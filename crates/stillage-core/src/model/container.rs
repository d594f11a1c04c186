// ── Container domain type ──

use serde::{Deserialize, Serialize};
use strum::{Display, EnumString};

use super::Keyed;

/// Lifecycle status of a container.
///
/// The wire value is a string; anything unrecognized normalizes to
/// [`Default`](Self::Default).
#[derive(
    Debug, Clone, Copy, PartialEq, Eq, Default, Display, EnumString, Serialize, Deserialize,
)]
#[strum(ascii_case_insensitive)]
pub enum ContainerStatus {
    #[default]
    Default,
    Active,
    Inactive,
    Maintenance,
    Disposed,
}

impl ContainerStatus {
    /// Parse a wire status string, falling back to `Default`.
    pub fn from_wire(raw: Option<&str>) -> Self {
        raw.and_then(|s| s.parse().ok()).unwrap_or_default()
    }
}

/// A physical storage unit (barrel, vat) tracked by code, type, and
/// current contents.
#[derive(Debug, Clone, Serialize, Deserialize)]
pub struct Container {
    pub id: i64,
    /// Server-assigned display code; absent on some deployments.
    pub code: Option<String>,
    pub name: String,
    pub type_id: i64,
    /// Product currently stored, if any.
    pub product_id: Option<i64>,
    /// Stored amount, in the unit denormalized from the type.
    pub quantity: Option<f64>,
    pub unit_id: Option<i64>,
    pub notes: Option<String>,
    pub status: ContainerStatus,
}

impl Keyed for Container {
    fn key(&self) -> i64 {
        self.id
    }
}

/// Form input for creating or updating a container. Validated against
/// the selected type's constraints before it ever reaches the wire.
#[derive(Debug, Clone, Default)]
pub struct ContainerInput {
    pub name: String,
    pub type_id: i64,
    pub product_id: Option<i64>,
    pub quantity: Option<f64>,
    pub unit_id: Option<i64>,
    pub notes: Option<String>,
}

#[cfg(test)]
mod tests {
    use super::*;

    #[test]
    fn status_parses_known_values_case_insensitively() {
        assert_eq!(
            ContainerStatus::from_wire(Some("active")),
            ContainerStatus::Active
        );
        assert_eq!(
            ContainerStatus::from_wire(Some("Maintenance")),
            ContainerStatus::Maintenance
        );
    }

    #[test]
    fn unknown_status_falls_back_to_default() {
        assert_eq!(
            ContainerStatus::from_wire(Some("Archived")),
            ContainerStatus::Default
        );
        assert_eq!(ContainerStatus::from_wire(None), ContainerStatus::Default);
    }
}
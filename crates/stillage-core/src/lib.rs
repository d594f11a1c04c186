//! Domain model and view-state layer between `stillage-api` and the
//! presentation layer (CLI).
//!
//! This crate owns the business logic of the inventory client:
//!
//! - **[`Inventory`]** — Controller facade owning the API client and
//!   one transient [`ResourceList`] per resource. Reads run the
//!   Idle → Loading → Ready/Error machine; successful writes merge the
//!   server's returned representation into the local list instead of
//!   refetching; failed writes leave it untouched.
//!
//! - **[`view`]** — The generalized list view-state every resource
//!   screen repeats: case-insensitive search over per-resource fields,
//!   a tri-state sort toggle, clamped pagination, and the page-number
//!   strip with ellipsis collapsing.
//!
//! - **[`select`]** — Dependent-selection constraints: the capacity
//!   ceiling and unit label derived from a container type, product
//!   filtering by allowed product types, stale-selection clearing, and
//!   the pre-request form validation messages.
//!
//! - **Domain model** ([`model`]) — Canonical types (`Container`,
//!   `ContainerType`, `Product`, `Unit`, `User`, `HistoryRecord`, ...)
//!   normalized once from the wire DTOs in [`convert`].

pub mod controller;
pub mod convert;
pub mod error;
pub mod model;
pub mod select;
pub mod store;
pub mod view;

// ── Primary re-exports ──────────────────────────────────────────────
pub use controller::Inventory;
pub use error::CoreError;
pub use select::{
    TypeConstraints, validate_container, validate_container_type, validate_product, validate_user,
};
pub use store::{LoadPhase, ResourceList};
pub use view::{ListEntry, ListView, PageItem, PageView, SortOrder, page_size_for_width};

// Re-export model types at the crate root for ergonomics.
pub use model::{
    Container,
    ContainerInput,
    ContainerStatus,
    ContainerType,
    ContainerTypeInput,
    HistoryRecord,
    Keyed,
    Product,
    ProductInput,
    ProductType,
    Role,
    Unit,
    UnitKind,
    User,
    UserInput,
};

****

Problem to work on:
Which lines above hold the string "ResourceList"? Copy every one of them.

Solution to the problem:
//!   one transient [`ResourceList`] per resource. Reads run the
pub use store::{LoadPhase, ResourceList};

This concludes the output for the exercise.